Через несколько дней пан Копферкингель сказал Зине, собиравшейся на очередной урок музыки:
— Золотко мое! Я получил важное задание. Я буду руководить грандиозным экспериментом, поэтому из крематория мне придется уйти. Если то что мы задумали, удастся, то человечество раз и навсегда избавится от эксплуатации, голода и нищеты и люди, а может, и лошади. не будут больше страдать. К сожалению, всего я тебе сказать не вправе, потому что это — государственная тайна и надо держать язык за зубами. Я просто предлагаю тебе, прежде чем я навсегда покину крематорий, сходить со мной туда. Ты увидишь то здание, где я провел целых двадцать лет, увидишь, с чего я начинал и чего достиг, усердно исполняя свой долг. Завтра суббота, и во второй половине дня трупы не сжигают, им приходится ждать до понедельника. Ты наденешь свое красивое черное шелковое платье, и мы с тобой отправимся. Я постараюсь, — добавил он, помолчав, — раздобыть фотоаппарат.
Едва Зина ушла, как в комнате появился тибетский посланник. Копферкингель принес ему чай с маслом.
— Пора. — Монах прямо в столовой опустился перед ним на колени. — Вас ждет трон! Тибет, наша благословенная родина, ожидает своего повелителя, народу не терпится приветствовать своего владыку. Вот одеяние покойного далай-ламы. — монах махнул рукой куда-то в пустоту, наверное, он указывал на невидимые звезды. — Стена, заслонявшая от вас горизонты, рухнула. Небо раскрылось, и над нами — бесчисленные звезды. — он опять указал на потолок. — Вы спасете мир. — Монах коснулся лбом ковра. — Вы — Будда!
— Встаньте, сын мой, — добродушно отозвался пан Копферкингель; глаза его были влажными от слез. Поднявшись из-за стола, он воздел руки к потолку. э-э, к небу. и сказал:
— Небо раскрылось, и над нами — бесчисленные звезды. Сколько раз я читал об этом в замечательной книге о Тибете, которую переплел для меня в красивый желтый переплет пан Рудольф Каднер, пражский переплетчик. Да будет счастливо все сущее! Ни одна жертва не кажется мне напрасной, если приносится она во имя грядущего счастья человечества. Пан Голый тоже потерял жену. И пан Штраус. Его жена умерла от чахотки, а сын — от скарлатины. Однако мне предстоит еще кое-что уладить. — Он опустил голову и улыбнулся. — Мне предстоит спасти еще одну добрую душу. Я обязан вовремя избавить ее от страданий, которые непременно ожидают таких, как она, в этом счастливом мире. Завтра все будет сделано. Она наденет темное шелковое платье и ляжет в нем в гроб к знаменитой пианистке Гермине Сыкоровой. Небесный хор споет им вторую часть шопеновского фортепьянного концерта, так захотел вдовец. Обожди до завтрашнего вечера, сын мой.
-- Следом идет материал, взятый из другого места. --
//! Paints the store's current graph onto the 2D canvas.
//!
//! Rendering is a pure projection of the store snapshot: pan/zoom is a
//! context transform layered over logical positions, and the monitor-mode
//! accent for a node is a pure function of its `NodeRunState`.

use web_sys::{CanvasRenderingContext2d, HtmlCanvasElement};

use super::shapes;
use crate::constants::*;
use crate::models::{NodeRunState, RunStatus, ServiceConfig, WorkflowNode};
use crate::state::WorkflowStore;

/// Visual accents derived from a node's run state. `pulse` asks the draw
/// loop to animate the border alpha while the step is executing.
#[derive(Clone, Copy, Debug, PartialEq)]
pub struct StatusStyle {
    pub border: &'static str,
    pub fill: &'static str,
    pub label: &'static str,
    pub pulse: bool,
}

/// Pure mapping from run state to accents: absent entries render as
/// pending, `running` pulses, terminal states keep their accent.
pub fn status_style(state: Option<&NodeRunState>) -> StatusStyle {
    match state.map(|s| s.status).unwrap_or(RunStatus::Pending) {
        RunStatus::Pending => StatusStyle {
            border: STATUS_PENDING_BORDER,
            fill: STATUS_PENDING_FILL,
            label: "Pending",
            pulse: false,
        },
        RunStatus::Running => StatusStyle {
            border: STATUS_RUNNING_BORDER,
            fill: STATUS_RUNNING_FILL,
            label: "Running",
            pulse: true,
        },
        RunStatus::Completed => StatusStyle {
            border: STATUS_COMPLETED_BORDER,
            fill: STATUS_COMPLETED_FILL,
            label: "Done",
            pulse: false,
        },
        RunStatus::Failed => StatusStyle {
            border: STATUS_FAILED_BORDER,
            fill: STATUS_FAILED_FILL,
            label: "Failed",
            pulse: false,
        },
    }
}

pub fn service_color(service: &str) -> &'static str {
    match service {
        ServiceConfig::WHATSAPP => SERVICE_WHATSAPP_COLOR,
        ServiceConfig::RAZORPAY => SERVICE_RAZORPAY_COLOR,
        ServiceConfig::GOOGLE_SHEETS => SERVICE_SHEETS_COLOR,
        _ => SERVICE_GENERIC_COLOR,
    }
}

pub fn draw(store: &WorkflowStore, canvas: &HtmlCanvasElement, context: &CanvasRenderingContext2d) {
    // Background at raw pixel resolution.
    context.save();
    let _ = context.set_transform(1.0, 0.0, 0.0, 1.0, 0.0, 0.0);
    context.set_fill_style_str(CANVAS_BACKGROUND_COLOR);
    context.fill_rect(0.0, 0.0, canvas.width() as f64, canvas.height() as f64);
    context.restore();

    let window = web_sys::window().expect("no global window exists");
    let dpr = window.device_pixel_ratio();

    context.save();
    let _ = context.set_transform(1.0, 0.0, 0.0, 1.0, 0.0, 0.0);
    let _ = context.scale(dpr, dpr);
    let _ = context.scale(store.zoom_level, store.zoom_level);
    let _ = context.translate(-store.viewport_x, -store.viewport_y);

    draw_grid(store, context);
    draw_edges(store, context);
    draw_connect_ghost(store, context);
    for node in &store.nodes {
        draw_node(store, context, node);
    }

    context.restore();
}

fn draw_grid(store: &WorkflowStore, context: &CanvasRenderingContext2d) {
    let view_w = store.canvas_width / store.zoom_level;
    let view_h = store.canvas_height / store.zoom_level;
    let start_x = (store.viewport_x / CANVAS_GRID_GAP).floor() * CANVAS_GRID_GAP;
    let start_y = (store.viewport_y / CANVAS_GRID_GAP).floor() * CANVAS_GRID_GAP;

    context.set_fill_style_str(CANVAS_GRID_COLOR);
    let mut x = start_x;
    while x < store.viewport_x + view_w + CANVAS_GRID_GAP {
        let mut y = start_y;
        while y < store.viewport_y + view_h + CANVAS_GRID_GAP {
            context.fill_rect(x, y, 1.0, 1.0);
            y += CANVAS_GRID_GAP;
        }
        x += CANVAS_GRID_GAP;
    }
}

fn draw_edges(store: &WorkflowStore, context: &CanvasRenderingContext2d) {
    for edge in &store.edges {
        // Dangling endpoints are tolerated: the edge is simply not drawn
        // this frame.
        let source = store.nodes.iter().find(|n| n.id == edge.source);
        let target = store.nodes.iter().find(|n| n.id == edge.target);
        let (Some(source), Some(target)) = (source, target) else {
            continue;
        };

        let (sx, sy) = shapes::anchor_point(source, edge.source_handle.as_deref(), true);
        let (tx, ty) = shapes::anchor_point(target, edge.target_handle.as_deref(), false);
        shapes::draw_edge_path(context, sx, sy, tx, ty, EDGE_STROKE_COLOR, 2.0);
        if let Some(label) = &edge.label {
            shapes::draw_edge_label(context, sx, sy, tx, ty, label, EDGE_LABEL_COLOR);
        }
    }
}

fn draw_connect_ghost(store: &WorkflowStore, context: &CanvasRenderingContext2d) {
    let Some(drag) = &store.connect_drag else {
        return;
    };
    let Some(source) = store.nodes.iter().find(|n| n.id == drag.source_id) else {
        return;
    };
    let (sx, sy) = shapes::anchor_point(source, None, true);
    shapes::draw_edge_path(
        context,
        sx,
        sy,
        drag.cursor.x,
        drag.cursor.y,
        NODE_BORDER_SELECTED,
        1.5,
    );
}

fn draw_node(store: &WorkflowStore, context: &CanvasRenderingContext2d, node: &WorkflowNode) {
    let x = node.position.x;
    let y = node.position.y;

    // The node's own kind tag decides its card variant; the store keeps
    // the tags in sync with the active mode.
    let (border, fill, pulse) = if node.is_monitor() {
        let style = status_style(store.node_states.get(&node.id));
        (style.border, style.fill, style.pulse)
    } else {
        (service_color(&node.data.service), STATUS_PENDING_FILL, false)
    };

    context.save();

    // Card body.
    context.set_shadow_color("rgba(0, 0, 0, 0.35)");
    context.set_shadow_blur(12.0);
    context.set_shadow_offset_y(4.0);
    shapes::rounded_rect_path(context, x, y, NODE_WIDTH, NODE_HEIGHT, 12.0);
    context.set_fill_style_str(fill);
    context.fill();
    context.set_shadow_blur(0.0);
    context.set_shadow_offset_y(0.0);

    // Border; running steps pulse, the selected node gets a ring.
    if pulse {
        let phase = (js_sys::Date::now() / 300.0).sin() * 0.3 + 0.7;
        context.set_global_alpha(phase);
    }
    shapes::rounded_rect_path(context, x, y, NODE_WIDTH, NODE_HEIGHT, 12.0);
    context.set_stroke_style_str(border);
    context.set_line_width(2.0);
    context.stroke();
    context.set_global_alpha(1.0);

    if node.selected && !store.monitor_mode {
        shapes::rounded_rect_path(
            context,
            x - 3.0,
            y - 3.0,
            NODE_WIDTH + 6.0,
            NODE_HEIGHT + 6.0,
            14.0,
        );
        context.set_stroke_style_str(NODE_BORDER_SELECTED);
        context.set_line_width(2.0);
        context.stroke();
    }

    // Header: service/label plus, in monitor mode, the status text.
    context.set_font("600 13px system-ui, -apple-system, sans-serif");
    context.set_text_align("left");
    context.set_text_baseline("top");
    context.set_fill_style_str(NODE_TEXT_PRIMARY);
    let _ = context.fill_text(node.data.title(), x + 14.0, y + 12.0);

    if node.is_monitor() {
        let style = status_style(store.node_states.get(&node.id));
        context.set_font("500 11px system-ui, -apple-system, sans-serif");
        context.set_text_align("right");
        context.set_fill_style_str(style.border);
        let _ = context.fill_text(style.label, x + NODE_WIDTH - 12.0, y + 13.0);
        context.set_text_align("left");
    }

    // Body: task / description.
    context.set_font("11px system-ui, -apple-system, sans-serif");
    context.set_fill_style_str(NODE_TEXT_SECONDARY);
    shapes::draw_wrapped_text(
        context,
        node.data.subtitle(),
        x + 14.0,
        y + 40.0,
        NODE_WIDTH - 28.0,
        14.0,
        3,
    );

    // Ports.
    shapes::draw_port(context, x, y + NODE_HEIGHT / 2.0, CANVAS_BACKGROUND_COLOR);
    shapes::draw_port(
        context,
        x + NODE_WIDTH,
        y + NODE_HEIGHT / 2.0,
        CANVAS_BACKGROUND_COLOR,
    );

    // Expanded inspect tray (monitor mode, after a click).
    if store.monitor_mode && store.expanded_results.contains(&node.id) {
        if let Some(state) = store.node_states.get(&node.id) {
            draw_inspect_tray(context, node, state);
        }
    }

    context.restore();
}

fn draw_inspect_tray(
    context: &CanvasRenderingContext2d,
    node: &WorkflowNode,
    state: &NodeRunState,
) {
    let x = node.position.x;
    let y = node.position.y + NODE_HEIGHT + 8.0;
    let height = 72.0;

    shapes::rounded_rect_path(context, x, y, NODE_WIDTH, height, 8.0);
    context.set_fill_style_str("rgba(2, 6, 23, 0.92)");
    context.fill();
    shapes::rounded_rect_path(context, x, y, NODE_WIDTH, height, 8.0);
    context.set_stroke_style_str(if state.error.is_some() {
        STATUS_FAILED_BORDER
    } else {
        STATUS_PENDING_BORDER
    });
    context.set_line_width(1.0);
    context.stroke();

    let text = if let Some(error) = &state.error {
        error.clone()
    } else if let Some(data) = &state.data {
        serde_json::to_string(data).unwrap_or_else(|_| "<unprintable>".to_string())
    } else {
        "No output recorded".to_string()
    };

    context.set_font("10px ui-monospace, monospace");
    context.set_fill_style_str(if state.error.is_some() {
        STATUS_FAILED_BORDER
    } else {
        NODE_TEXT_SECONDARY
    });
    context.set_text_baseline("top");
    shapes::draw_wrapped_text(context, &text, x + 10.0, y + 10.0, NODE_WIDTH - 20.0, 13.0, 4);
}

#[cfg(test)]
mod tests {
    use super::*;

    fn state(status: RunStatus) -> NodeRunState {
        NodeRunState {
            status,
            data: None,
            error: None,
        }
    }

    #[test]
    fn missing_entry_renders_as_pending() {
        let style = status_style(None);
        assert_eq!(style.label, "Pending");
        assert!(!style.pulse);
    }

    #[test]
    fn statuses_map_to_distinct_accents() {
        let pending = status_style(Some(&state(RunStatus::Pending)));
        let running = status_style(Some(&state(RunStatus::Running)));
        let completed = status_style(Some(&state(RunStatus::Completed)));
        let failed = status_style(Some(&state(RunStatus::Failed)));

        assert!(running.pulse);
        assert!(!completed.pulse && !failed.pulse);
        let borders = [pending.border, running.border, completed.border, failed.border];
        for (i, a) in borders.iter().enumerate() {
            for b in &borders[i + 1..] {
                assert_ne!(a, b);
            }
        }
    }

    #[test]
    fn rendered_sequence_follows_run_lifecycle() {
        // pending (absent) -> running -> completed, never back to pending.
        let mut seen = Vec::new();
        seen.push(status_style(None).label);
        seen.push(status_style(Some(&state(RunStatus::Running))).label);
        seen.push(status_style(Some(&state(RunStatus::Completed))).label);
        assert_eq!(seen, vec!["Pending", "Running", "Done"]);
    }
}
Монах кивнул, и в ту же секунду свет в глазах Карла Копферкингеля померк. Это померкла его душа, и крематор услышал чудесную музыку — арию из «Лючии ди Ламмер-мур» Доницетти, фортепьянный концерт, «Неоконченную», «Парсифаля». и еще что-то бравурное, кларнет, тимпаны, барабан. он увидел, что в столовой, рядом с кошкой и с той дверью, над которой висит портрет фюрера, стоят трое мужчин в белом, три белоснежных ангела… они ласково берут его под руки и ведут по лестнице, где от них испуганно шарахаются какая-то женщина и ее сын-подросток. потом он оказывается на тротуаре. перед ним машина, белая, ангельская, с красным крестом и немецким номером. Когда он наклонил голову, чтобы сесть туда, его волос коснулся легкий осенний ветерок.